Die Daten von Garmin sind ungenau und schwer verständlich. Ich kann die Karte „Späte Mahlzeiten“ antippen und sehe dann, dass mein durchschnittlicher nächtlicher Stresswert bei „Ja“ 20 und bei „Nein“ 18 beträgt. Außerdem wird mir angezeigt, dass meine durchschnittliche Herzfrequenzvariabilität (HRV) bei „Ja“ 60 und bei „Nein“ 75 beträgt. Was bedeutet das alles? Ich muss kurz überlegen: „Eine höhere HRV ist besser, ein höherer nächtlicher Stresswert ist wahrscheinlich schlecht, und späte Mahlzeiten verschlechtern die Werte wohl? Aber ist das wirklich besorgniserregend? Ich muss mir noch zehn weitere Karten ansehen, um zu sehen, wie sich das im Vergleich zu den anderen fünf Gewohnheiten, die ich tracke, verhält.“ Ich habe diese Funktion seit Monaten aktiviert, und ehrlich gesagt nutze ich sie einfach nicht und sehe keinen Sinn darin. Die Whoop-Version hingegen gefällt mir.

Whoop hat in diesem Punkt die Nase vorn. Die App wandelt meine Daten in informative, ansprechende und manchmal beides um. Garmin hingegen präsentiert meine Laufdaten auf eine Weise, die nur Garmin-Uhrennutzer wirklich zu schätzen wissen.


Und der Gewinner ist…

Whoop-ArmbandWhoop mag zwar teurer sein und den kleinen Startknopf vermissen, aber in allen anderen Belangen ist es ein deutlich besseres Smartband als Cirqa. Es sitzt angenehm an einem schmalen Handgelenk, hat eine längere Akkulaufzeit, liefert nützlichere Informationen während Aktivitäten, ist generell übersichtlicher und verständlicher und analysiert mit seiner Notiz-/Tracking-Funktion tatsächlich Ihre Gewohnheiten.

Ich empfehle Whoop allen, die ein hochwertiges Fitness-Tracker ausprobieren möchten und das nötige Budget dafür haben. Eine Ausnahme gilt jedoch: Wer bereits im Garmin-Ökosystem aktiv ist, ist mit einem Garmin-kompatiblen Fitness-Tracker und der gewohnten App wahrscheinlich zufriedener, als ein neues Abo abzuschließen und eine neue App zu erlernen. Allen anderen empfehle ich Whoop.

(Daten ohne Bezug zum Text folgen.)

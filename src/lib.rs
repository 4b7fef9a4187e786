//! # Waitlist
//!
//! Wait-list registration service: users register an email/password,
//! verify ownership via a one-time code, receive a queue position,
//! optionally attach Solana/TON wallet addresses, and can refer other
//! registrants through a personal referral code (capped at
//! [`registry::MAX_REFERRALS`] per referrer). A parallel flow resets
//! passwords via a second one-time code.
//!
//! ## Data model
//!
//! Everything persists in one flat, ordered key space partitioned by
//! prefix (`user:`, `verification:`, `referrals:`, `reset:`, plus the
//! `refcode:` index from referral code to owner). Records are JSON except
//! counters (decimal strings) and reset codes (raw strings).
//!
//! ## Layers
//!
//! - [`store`]: the key-value contract plus redb and in-memory backends.
//! - [`registry`]: the state machine and its invariants.
//! - [`notifier`]: message delivery with linear-backoff retries.
//! - [`api`]: the axum HTTP surface.
//! - [`cli`]: argument parsing, logging setup and the server action.

pub mod api;
pub mod cli;
pub mod codes;
pub mod credentials;
pub mod notifier;
pub mod registry;
pub mod store;
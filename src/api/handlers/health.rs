//! Health probe: store-aware status with a small JSON payload.

use std::sync::Arc;

use axum::{extract::Extension, http::StatusCode, response::IntoResponse, Json};
use serde::{Deserialize, Serialize};
use tracing::error;
use utoipa::ToSchema;

use crate::registry::Waitlist;

#[derive(ToSchema, Serialize, Deserialize, Debug)]
pub struct Health {
    name: String,
    version: String,
    store: String,
}

#[utoipa::path(
    get,
    path = "/health",
    responses(
        (status = 200, description = "Store is reachable", body = Health),
        (status = 503, description = "Store probe failed", body = Health),
    ),
    tag = "health"
)]
/// Report service status based on one cheap store read.
pub async fn health(waitlist: Extension<Arc<Waitlist>>) -> impl IntoResponse {
    let store_status = match waitlist.probe() {
        Ok(()) => "ok",
        Err(err) => {
            error!("health probe failed: {err}");
            "error"
        }
    };

    let status = if store_status == "ok" {
        StatusCode::OK
    } else {
        StatusCode::SERVICE_UNAVAILABLE
    };

    (
        status,
        Json(Health {
            name: env!("CARGO_PKG_NAME").to_string(),
            version: env!("CARGO_PKG_VERSION").to_string(),
            store: store_status.to_string(),
        }),
    )
}
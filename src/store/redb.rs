//! File-backed store on redb.
//!
//! One table holds every record; the namespaced keys keep the entity
//! ranges disjoint, mirroring the flat LevelDB layout this service grew
//! up with.

use std::path::Path;
use std::sync::Arc;

use redb::{Database, TableDefinition};

use super::{KeyValueStore, StoreError};

/// Records table: namespaced key -> serialized record.
const RECORDS: TableDefinition<&str, &[u8]> = TableDefinition::new("records");

/// Embedded redb database. Cloning shares the underlying handle.
#[derive(Clone)]
pub struct RedbStore {
    db: Arc<Database>,
}

impl RedbStore {
    /// Open or create the database file and make sure the records table
    /// exists so read paths never race table creation.
    pub fn open(path: impl AsRef<Path>) -> Result<Self, StoreError> {
        let path = path.as_ref();
        let db = Database::create(path).map_err(|source| StoreError::Open {
            path: path.display().to_string(),
            source,
        })?;

        let txn = db.begin_write()?;
        txn.open_table(RECORDS)?;
        txn.commit()?;

        Ok(Self { db: Arc::new(db) })
    }
}

impl KeyValueStore for RedbStore {
    fn get(&self, key: &str) -> Result<Option<Vec<u8>>, StoreError> {
        let txn = self.db.begin_read()?;
        let table = txn.open_table(RECORDS)?;
        Ok(table.get(key)?.map(|guard| guard.value().to_vec()))
    }

    fn put(&self, key: &str, value: &[u8]) -> Result<(), StoreError> {
        let txn = self.db.begin_write()?;
        {
            let mut table = txn.open_table(RECORDS)?;
            table.insert(key, value)?;
        }
        txn.commit()?;
        Ok(())
    }

    fn delete(&self, key: &str) -> Result<(), StoreError> {
        let txn = self.db.begin_write()?;
        {
            let mut table = txn.open_table(RECORDS)?;
            table.remove(key)?;
        }
        txn.commit()?;
        Ok(())
    }

    fn scan(&self, low: &str, high: &str) -> Result<Vec<(String, Vec<u8>)>, StoreError> {
        let txn = self.db.begin_read()?;
        let table = txn.open_table(RECORDS)?;

        let mut entries = Vec::new();
        for entry in table.range(low..high)? {
            let (key, value) = entry?;
            entries.push((key.value().to_string(), value.value().to_vec()));
        }
        Ok(entries)
    }
}
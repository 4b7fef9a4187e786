use std::sync::Arc;

use axum::{extract::Extension, http::StatusCode, response::IntoResponse, Json};
use serde::{Deserialize, Serialize};
use serde_json::json;
use tracing::instrument;
use utoipa::ToSchema;

use super::{message, server_error};
use crate::registry::{Confirmation, Waitlist};

#[derive(ToSchema, Serialize, Deserialize, Debug)]
pub struct VerifyCodeRequest {
    email: Option<String>,
    code: Option<String>,
    /// Referral token of the member who referred this registrant.
    /// Historical field name; it carries a referral code, not an email.
    #[serde(rename = "refEmail")]
    ref_email: Option<String>,
}

#[utoipa::path(
    post,
    path = "/api/verify-code",
    request_body = VerifyCodeRequest,
    responses(
        (status = 200, description = "Verified (position + referral link), or invalid code"),
        (status = 400, description = "Missing payload"),
        (status = 500, description = "Storage failure"),
    ),
    tag = "waitlist"
)]
/// Confirm a pending registration and credit the referrer, if any.
#[instrument(skip(waitlist, payload))]
pub async fn verify_code(
    waitlist: Extension<Arc<Waitlist>>,
    payload: Option<Json<VerifyCodeRequest>>,
) -> impl IntoResponse {
    let Some(Json(request)) = payload else {
        return (StatusCode::BAD_REQUEST, message("Missing payload"));
    };
    let (Some(email), Some(code)) = (request.email, request.code) else {
        return (
            StatusCode::OK,
            message("Invalid or expired verification code"),
        );
    };

    match waitlist
        .confirm_verification(&email, &code, request.ref_email.as_deref())
        .await
    {
        Ok(Confirmation::Verified(verified)) => (
            StatusCode::OK,
            Json(json!({
                "message": "Email verified successfully",
                "position": verified.position,
                "referralLink": verified.referral_link,
            })),
        ),
        Ok(Confirmation::InvalidOrExpiredCode) => (
            StatusCode::OK,
            message("Invalid or expired verification code"),
        ),
        Err(err) => server_error("verify-code failed", &err),
    }
}
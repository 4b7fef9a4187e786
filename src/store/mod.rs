//! Persistent key-value storage for wait-list records.
//!
//! All entities live in one flat, ordered key space partitioned by prefix
//! (`user:`, `verification:`, `referrals:`, `reset:`, `refcode:`). The
//! [`KeyValueStore`] trait is the seam the registry is tested through: the
//! file-backed [`RedbStore`] serves production, the [`MemoryStore`] serves
//! tests and `--ephemeral` runs.

mod memory;
mod redb;

pub use memory::MemoryStore;
pub use redb::RedbStore;

use thiserror::Error;

/// Storage failures. Everything here is a dependency error for callers:
/// the registry reports these as internal failures, never as user outcomes.
#[derive(Debug, Error)]
pub enum StoreError {
    #[error("failed to open store at {path}: {source}")]
    Open {
        path: String,
        source: ::redb::DatabaseError,
    },

    #[error("store transaction failed: {0}")]
    Transaction(#[from] ::redb::TransactionError),

    #[error("store table failed: {0}")]
    Table(#[from] ::redb::TableError),

    #[error("store operation failed: {0}")]
    Storage(#[from] ::redb::StorageError),

    #[error("store commit failed: {0}")]
    Commit(#[from] ::redb::CommitError),
}

/// Ordered string-keyed store with prefix-range iteration.
///
/// Individual operations are serialized by the backend; there are no
/// multi-key transactions, so callers must tolerate interleaving between
/// operations (the registry documents where that matters).
pub trait KeyValueStore: Send + Sync {
    /// Fetch a value, `None` when the key is absent.
    fn get(&self, key: &str) -> Result<Option<Vec<u8>>, StoreError>;

    /// Insert or overwrite a value.
    fn put(&self, key: &str, value: &[u8]) -> Result<(), StoreError>;

    /// Remove a key. Removing an absent key is not an error.
    fn delete(&self, key: &str) -> Result<(), StoreError>;

    /// All entries with keys in `[low, high)`, in ascending key order.
    ///
    /// The result is collected at call time: within one scan no entry is
    /// skipped or duplicated, and later writes do not show through.
    fn scan(&self, low: &str, high: &str) -> Result<Vec<(String, Vec<u8>)>, StoreError>;

    /// All entries whose key starts with `prefix`.
    fn scan_prefix(&self, prefix: &str) -> Result<Vec<(String, Vec<u8>)>, StoreError> {
        self.scan(prefix, &prefix_end(prefix))
    }
}

/// Smallest string greater than every key starting with `prefix`.
///
/// Prefixes are fixed ASCII (`user:` and friends), so bumping the final
/// byte is exact: `user:` scans as `["user:", "user;")` and covers every
/// email, unlike the `~` sentinel which misses keys containing `~`.
fn prefix_end(prefix: &str) -> String {
    let mut end = prefix.to_string();
    match end.pop() {
        Some(last) => {
            end.push((last as u8 + 1) as char);
            end
        }
        None => end,
    }
}

#[cfg(test)]
mod tests {
    use super::*;

    #[test]
    fn prefix_end_bumps_final_byte() {
        assert_eq!(prefix_end("user:"), "user;");
        assert_eq!(prefix_end("referrals:"), "referrals;");
    }

    #[test]
    fn prefix_end_empty_prefix_stays_empty() {
        assert_eq!(prefix_end(""), "");
    }

    #[test]
    fn scan_prefix_covers_tilde_keys() {
        let store = MemoryStore::new();
        store.put("user:a~b@x.com", b"1").unwrap();
        store.put("user:z@x.com", b"2").unwrap();
        store.put("verification:a@x.com", b"3").unwrap();

        let users = store.scan_prefix("user:").unwrap();
        assert_eq!(users.len(), 2);
        assert_eq!(users[0].0, "user:a~b@x.com");
        assert_eq!(users[1].0, "user:z@x.com");
    }
}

Häufig gestellte Fragen: Cirqa oder Whoop?

Welches Smart-Armband ist Whoop überlegen?

Es kommt ganz auf Ihre Prioritäten und Bedürfnisse an! Wenn Sie bereits ein Garmin-Gerät besitzen und lieber im Garmin-Ökosystem bleiben möchten, ist Cirqa die perfekte Wahl. Suchen Sie eine günstigere und leichter zugängliche Alternative? Dann ist der Fitbit Air (ohne kostenpflichtiges Abo) für nur 99 US-Dollar erhältlich und erfüllt alle Anforderungen an einen einfachen Fitness-Tracker. Meiner Meinung nach bietet Whoop jedoch die beste App und ein unvergleichliches Gesamterlebnis.

Was ist der größte Nachteil des Whoop-Armbands?

Der größte Nachteil des Whoop-Armbands ist zweifellos das monatliche oder jährliche Abonnement. Man muss jedes Jahr denselben Preis zahlen, obwohl die erste Zahlung das Gerät selbst beinhaltet, die Folgezahlungen jedoch nicht.

Wäre Whoop ohne Abonnement nutzlos?

Im Großen und Ganzen ja. Ohne ein kostenpflichtiges (oder Probe-)Abonnement kann man sich nicht einmal in der App anmelden. Es gibt zwar einige eigenständige Apps, die mit dem Whoop-Gerät funktionieren, aber sie emulieren nicht zuverlässig alle Whoop-Funktionen und sind möglicherweise nicht mehr verfügbar, wenn Sie diesen Artikel lesen.